Article Written By Terry Laughlin

Triathlon ResourceThe world's best swimmers move through the water with grace, economy and flow, while novices are awkward, clumsy and inefficient. But the rest of us can learn to swim well if we take the time to master swimming as an art before tackling it as a sport.

How many land-based athletes have concluded that swimming requires some exotic or elusive kind of fitness after an experience like this: Joe, who can breeze through a 5-mile jog without breaking a sweat, decides to try a pool workout one day. Within a few minutes, he's panting for breath and wondering: "How will I ever get in a decent workout if I can't even make 100 yards without dying?" Experiences like that convince many adult athletes that swimming is only for those who swam competitively as kids, and suspecting that the time and effort required to master may not even be worth it.

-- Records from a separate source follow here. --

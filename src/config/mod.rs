mod types;

pub use types::*;

use anyhow::{Context, Result};
use std::path::Path;

/// Load configuration from a TOML file
pub fn load_config(path: &Path) -> Result<Config> {
    let content = std::fs::read_to_string(path)
        .with_context(|| format!("Failed to read config file: {:?}", path))?;

    let config: Config = toml::from_str(&content)
        .with_context(|| format!("Failed to parse config file: {:?}", path))?;

    Ok(config)
}

/// Load config from default locations or return default config
pub fn load_config_or_default(custom_path: Option<&Path>) -> Result<Config> {
    if let Some(path) = custom_path {
        return load_config(path);
    }

    // Try default locations
    let default_paths = [
        "./config.toml",
        "./reelid.toml",
        "~/.config/reelid/config.toml",
        "/etc/reelid/config.toml",
    ];

    for path_str in default_paths {
        let path = shellexpand::tilde(path_str);
        let path = Path::new(path.as_ref());
        if path.exists() {
            return load_config(path);
        }
    }

    Ok(Config::default())
}

/// Overlay environment-style configuration onto a loaded config.
///
/// `THEMOVIEDB_API`, `PORT`, `HOST`, and `REELID_DB` take precedence over
/// anything in the file, matching how the service is deployed in containers.
pub fn apply_env(config: &mut Config) {
    if let Ok(key) = std::env::var("THEMOVIEDB_API") {
        if !key.is_empty() {
            config.backend.api_key = key;
        }
    }
    if let Ok(port) = std::env::var("PORT") {
        match port.parse() {
            Ok(port) => config.server.port = port,
            Err(_) => tracing::warn!("Ignoring unparseable PORT value: {port}"),
        }
    }
    if let Ok(host) = std::env::var("HOST") {
        if !host.is_empty() {
            config.server.host = host;
        }
    }
    if let Ok(db) = std::env::var("REELID_DB") {
        if !db.is_empty() {
            config.store.path = db;
        }
    }
}

/// Validate configuration before the service accepts traffic.
///
/// A missing or implausibly short backend credential must stop startup —
/// serving with a broken key would turn every resolution into a backend
/// error.
pub fn validate_config(config: &Config) -> Result<()> {
    if config.backend.api_key.len() < 10 {
        anyhow::bail!(
            "Backend API key is missing or implausibly short; set THEMOVIEDB_API or backend.api_key"
        );
    }

    if config.server.port == 0 {
        anyhow::bail!("Server port cannot be 0");
    }

    if config.backend.base_url.is_empty() {
        anyhow::bail!("backend.base_url cannot be empty");
    }

    Ok(())
}

#[cfg(test)]
mod tests {
    use super::*;

    #[test]
    fn test_default_config_fails_validation() {
        // No API key by default; the service must refuse to start.
        let config = Config::default();
        assert!(validate_config(&config).is_err());
    }

    #[test]
    fn test_config_with_key_passes_validation() {
        let mut config = Config::default();
        config.backend.api_key = "abcdef1234567890".into();
        assert!(validate_config(&config).is_ok());
    }

    #[test]
    fn test_short_key_fails_validation() {
        let mut config = Config::default();
        config.backend.api_key = "short".into();
        assert!(validate_config(&config).is_err());
    }

    #[test]
    fn test_parse_minimal_toml() {
        let config: Config = toml::from_str(
            r#"
            [backend]
            api_key = "abcdef1234567890"

            [server]
            port = 8099
            "#,
        )
        .unwrap();

        assert_eq!(config.server.port, 8099);
        assert_eq!(config.server.host, "0.0.0.0");
        assert_eq!(config.backend.language, "en-US");
        assert_eq!(config.episodes.freshness_days, 7);
    }
}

But mastering the "swim challenge" is decidedly worthwhile. Not only is it ideal as a restorative, general fitness workout for virtually any aging athlete; learning to swim well creates the option to try triathlon or Masters swimming. And I've yet to meet an otherwise well-rounded athlete who could not learn to swim well enough to stay fit or tackle a triathlon. All they have to do is discard everything other aerobic activities such as running has taught them, as soon as they enter the pool.

Anyone from occasional joggers to dedicated marathoners knows this fundamental truth: Increase your mileage or intensity and your running improves. But when they apply the same logic to swimming, most novices quickly achieve what one of my former students christened "terminal mediocrity;" after a few months, no amount of effort produces any further progress.

Here's why: The world records for the mile run and the 400-meter swim are virtually identical. If you were to run once around the track with Alan Webb, America's best miler, he'd beat you easily, but -- even if you're purely a recreational jogger - by running easily and efficiently, you could nearly match the number of strides he took to cover 400 meters. If, on the other hand, you tried to swim 100 meters with American record holder Klete Keller, not only would he beat you easily but - assuming you could complete 100 meters -- the difference between his stroke count and yours would be staggering. Keller and other elite freestylers can easily swim 25-yards in 7 or 8 strokes (counting each hand entry as one stroke), while novice swimmers typically average 20 to 25 strokes for the same distance.

And that threefold difference in stroke efficiency is only half the story. A world-class runner is about 90% mechanically efficient, meaning that 90 of every 100 calories expended produce forward motion, while approximately 10 are lost to muscle heat, ground friction, wind resistance, etc.. Because water is 900 times thicker than air and highly unstable as a medium for applying power, a world-class swimmer is only 9% mechanically efficient -- which means the typical novice swimmer achieves energy efficiency of perhaps 3 percent. Thus, the path to swimming-improvement is not to make more energy available through training, it's to waste less energy by improving your stroke. If you can increase your mechanical efficiency even modestly -- from, say, 3% to 4% -- that will translate into a 33% improvement in your swimming capacity. No workout program can produce those kinds of results, but I've routinely seen swimmers in Total Immersion workshops achieve that sort in a single weekend.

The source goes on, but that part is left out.